13. Miscellaneous Provisions.
     (a) All compensation paid to you under this Letter Agreement shall be subject to all applicable income tax, employment tax and other non-U.S. and U.S. federal, state and local tax withholdings and deductions.
     (b) This Letter Agreement constitutes the entire agreement between you and the Company with respect to the subject matter hereof and supercedes any and all prior agreements or understandings between you and the Company or any of its subsidiaries or affiliates with respect to the subject matter hereof, whether written or oral; provided, however, that this Letter Agreement shall not have any impact on any outstanding awards granted to you under any bonus, incentive or equity-based compensation plan of the Company, and shall not affect your participation in any such plan or other employee benefit of the Company (including, without limitation, the Change in Control Severance Plan), except in each case to the extent explicitly set forth in this Letter Agreement. Any amendment or termination of this Letter Agreement must be in writing and signed by you and the Company.
     (c) This Letter Agreement may be executed in any number of counterparts which together shall constitute but one agreement.

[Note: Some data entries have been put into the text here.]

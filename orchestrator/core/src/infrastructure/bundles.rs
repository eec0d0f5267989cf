// Copyright (c) 2026 100monkeys.ai
// SPDX-License-Identifier: AGPL-3.0

use async_trait::async_trait;
use std::collections::HashMap;
use std::path::{Path, PathBuf};

use crate::domain::bundle::{BundleError, BundleHandle, BundleResolver};

/// Fixed node type → bundle table.
#[derive(Debug, Clone, Default)]
pub struct StaticBundleResolver {
    bundles: HashMap<String, BundleHandle>,
}

impl StaticBundleResolver {
    pub fn new() -> Self {
        Self::default()
    }

    pub fn with(mut self, node_type: impl Into<String>, handle: BundleHandle) -> Self {
        self.bundles.insert(node_type.into(), handle);
        self
    }
}

#[async_trait]
impl BundleResolver for StaticBundleResolver {
    async fn resolve(&self, node_type: &str) -> Result<BundleHandle, BundleError> {
        self.bundles
            .get(node_type)
            .cloned()
            .ok_or_else(|| BundleError::Unmapped(node_type.to_string()))
    }
}

/// Resolves `<root>/<node_type>/` when that directory exists.
#[derive(Debug, Clone)]
pub struct DirectoryBundleResolver {
    root: PathBuf,
}

impl DirectoryBundleResolver {
    pub fn new(root: impl AsRef<Path>) -> Self {
        Self { root: root.as_ref().to_path_buf() }
    }
}

#[async_trait]
impl BundleResolver for DirectoryBundleResolver {
    async fn resolve(&self, node_type: &str) -> Result<BundleHandle, BundleError> {
        if node_type.is_empty() || node_type.contains(['/', '\\']) || node_type == ".." {
            return Err(BundleError::Resolution {
                node_type: node_type.to_string(),
                reason: "not a valid bundle directory name".to_string(),
            });
        }
        let dir = self.root.join(node_type);
        match tokio::fs::metadata(&dir).await {
            Ok(meta) if meta.is_dir() => Ok(BundleHandle::new(node_type, dir.display().to_string())),
            Ok(_) => Err(BundleError::Resolution {
                node_type: node_type.to_string(),
                reason: format!("{} is not a directory", dir.display()),
            }),
            Err(e) if e.kind() == std::io::ErrorKind::NotFound => Err(BundleError::Unmapped(node_type.to_string())),
            Err(e) => Err(BundleError::Resolution {
                node_type: node_type.to_string(),
                reason: e.to_string(),
            }),
        }
    }
}
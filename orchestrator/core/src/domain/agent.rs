// Copyright (c) 2026 100monkeys.ai
// SPDX-License-Identifier: AGPL-3.0
//! # Agent Aggregates
//!
//! An agent is a persistent worker bound to exactly one discovered source node.
//! Two records describe it:
//!
//! - [`AgentMetadata`]: the Swarm Registry entry (identity + `active`/`orphaned` status).
//! - [`AgentState`]: the runtime aggregate loaded before and saved after every turn.
//!
//! [`AgentId`] is a content hash of the node's location, so rediscovering an
//! unchanged node always yields the same agent.

use chrono::{DateTime, Utc};
use serde::{Deserialize, Serialize};
use sha2::{Digest, Sha256};
use std::collections::BTreeMap;
use std::fmt;

use crate::domain::discovery::CstNode;
use crate::domain::events::EventId;
use crate::domain::subscription::SubscriptionId;

/// Deterministic agent identifier (hex-encoded, 128-bit prefix of a SHA-256).
#[derive(Debug, Clone, PartialEq, Eq, Hash, PartialOrd, Ord, Serialize, Deserialize)]
#[serde(transparent)]
pub struct AgentId(String);

impl AgentId {
    pub fn new(id: impl Into<String>) -> Self {
        Self(id.into())
    }

    /// Hash of `(file_path, node_type, name, range)`.
    pub fn for_node(file_path: &str, node_type: &str, name: &str, range: &SourceRange) -> Self {
        let mut hasher = Sha256::new();
        for part in [file_path, node_type, name] {
            hasher.update(part.as_bytes());
            hasher.update([0u8]);
        }
        hasher.update(range.start_line.to_be_bytes());
        hasher.update(range.end_line.to_be_bytes());
        let digest = hasher.finalize();
        Self(hex::encode(&digest[..16]))
    }

    pub fn as_str(&self) -> &str {
        &self.0
    }

    /// Two-character directory shard used by the on-disk state layout.
    pub fn shard(&self) -> &str {
        self.0.get(..2).unwrap_or(&self.0)
    }

    /// True when the id can be used as a single path component.
    pub fn is_path_safe(&self) -> bool {
        !self.0.is_empty()
            && self
                .0
                .chars()
                .all(|c| c.is_ascii_alphanumeric() || c == '-' || c == '_')
    }
}

impl fmt::Display for AgentId {
    fn fmt(&self, f: &mut fmt::Formatter<'_>) -> fmt::Result {
        f.write_str(&self.0)
    }
}

impl From<&str> for AgentId {
    fn from(value: &str) -> Self {
        Self::new(value)
    }
}

/// Line span of a node inside its source file (1-based, inclusive).
#[derive(Debug, Clone, Copy, PartialEq, Eq, Hash, Serialize, Deserialize)]
pub struct SourceRange {
    pub start_line: u32,
    pub end_line: u32,
}

impl SourceRange {
    pub fn new(start_line: u32, end_line: u32) -> Self {
        Self { start_line, end_line }
    }
}

#[derive(Debug, Clone, Copy, PartialEq, Eq, Hash, Serialize, Deserialize)]
#[serde(rename_all = "lowercase")]
pub enum AgentStatus {
    Active,
    Orphaned,
}

/// Swarm Registry entry.
#[derive(Debug, Clone, PartialEq, Serialize, Deserialize)]
pub struct AgentMetadata {
    pub agent_id: AgentId,
    pub node_type: String,
    pub name: String,
    pub full_name: String,
    pub file_path: String,
    pub parent_id: Option<AgentId>,
    pub range: SourceRange,
    pub status: AgentStatus,
    pub registered_at: DateTime<Utc>,
}

impl AgentMetadata {
    pub fn from_node(node: &CstNode, parent_id: Option<AgentId>) -> Self {
        Self {
            agent_id: node.agent_id(),
            node_type: node.node_type.clone(),
            name: node.name.clone(),
            full_name: node.full_name.clone(),
            file_path: node.file_path.clone(),
            parent_id,
            range: node.range,
            status: AgentStatus::Active,
            registered_at: Utc::now(),
        }
    }

    pub fn is_active(&self) -> bool {
        self.status == AgentStatus::Active
    }
}

/// Result of a single turn as recorded in the agent's history.
#[derive(Debug, Clone, PartialEq, Eq, Serialize, Deserialize)]
#[serde(tag = "status", rename_all = "snake_case")]
pub enum TurnOutcome {
    Succeeded,
    Failed { reason: String },
}

impl TurnOutcome {
    pub fn is_success(&self) -> bool {
        matches!(self, TurnOutcome::Succeeded)
    }
}

/// One entry of the bounded chat history: the input an agent was given and
/// what it answered.
#[derive(Debug, Clone, PartialEq, Serialize, Deserialize)]
pub struct ChatTurn {
    pub trigger_event_id: EventId,
    pub prompt: String,
    pub response: String,
    pub tool_calls: usize,
    pub outcome: TurnOutcome,
    pub recorded_at: DateTime<Utc>,
}

/// Runtime state of an agent.
///
/// Persisted as an append-only log whose last record is authoritative. Never
/// shared across turns: each turn loads its own copy, mutates it, and appends
/// the result.
#[derive(Debug, Clone, PartialEq, Serialize, Deserialize)]
pub struct AgentState {
    pub agent_id: AgentId,
    pub node_type: String,
    pub name: String,
    pub full_name: String,
    pub file_path: String,
    pub parent_id: Option<AgentId>,
    pub range: SourceRange,
    /// Named relationships to other agents (e.g. `parent`).
    #[serde(default)]
    pub connections: BTreeMap<String, AgentId>,
    #[serde(default)]
    pub chat_history: Vec<ChatTurn>,
    #[serde(default)]
    pub custom_subscriptions: Vec<SubscriptionId>,
    #[serde(default)]
    pub last_outcome: Option<TurnOutcome>,
    #[serde(default)]
    pub turn_count: u64,
    pub last_updated: DateTime<Utc>,
}

impl AgentState {
    pub fn from_metadata(metadata: &AgentMetadata) -> Self {
        let mut connections = BTreeMap::new();
        if let Some(parent) = &metadata.parent_id {
            connections.insert("parent".to_string(), parent.clone());
        }

        Self {
            agent_id: metadata.agent_id.clone(),
            node_type: metadata.node_type.clone(),
            name: metadata.name.clone(),
            full_name: metadata.full_name.clone(),
            file_path: metadata.file_path.clone(),
            parent_id: metadata.parent_id.clone(),
            range: metadata.range,
            connections,
            chat_history: Vec::new(),
            custom_subscriptions: Vec::new(),
            last_outcome: None,
            turn_count: 0,
            last_updated: Utc::now(),
        }
    }

    /// Append a turn, dropping the oldest entries beyond `limit`.
    pub fn record_turn(&mut self, turn: ChatTurn, limit: usize) {
        self.last_outcome = Some(turn.outcome.clone());
        self.chat_history.push(turn);
        if self.chat_history.len() > limit {
            let excess = self.chat_history.len() - limit;
            self.chat_history.drain(..excess);
        }
        self.turn_count += 1;
        self.last_updated = Utc::now();
    }

    /// The most recent `k` turns, oldest first.
    pub fn recent_turns(&self, k: usize) -> &[ChatTurn] {
        let start = self.chat_history.len().saturating_sub(k);
        &self.chat_history[start..]
    }

    pub fn touch(&mut self) {
        self.last_updated = Utc::now();
    }
}
// Copyright (c) 2026 100monkeys.ai
// SPDX-License-Identifier: AGPL-3.0
//! TreeSwarm Core
//!
//! Reactive event-driven agent scheduling: the append-only event log, the
//! subscription router, the bounded dispatch loop and the per-agent state
//! stores.
//!
//! # Architecture
//!
//! - **Layer:** Core System
//! - **Purpose:** Shared by the swarm runtime and its embedders

pub mod domain;
pub mod application;
pub mod infrastructure;

pub use domain::*;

     (d) This Letter Agreement shall be binding on and inure to the benefit of the Company’s successors and permitted assigns and, in your case, your estate, heirs and legal representatives. Other than as provided herein, the rights and obligations described in this Letter Agreement may not be assigned by you without the prior written consent of the Company, and may not be assigned by the Company without your prior written consent.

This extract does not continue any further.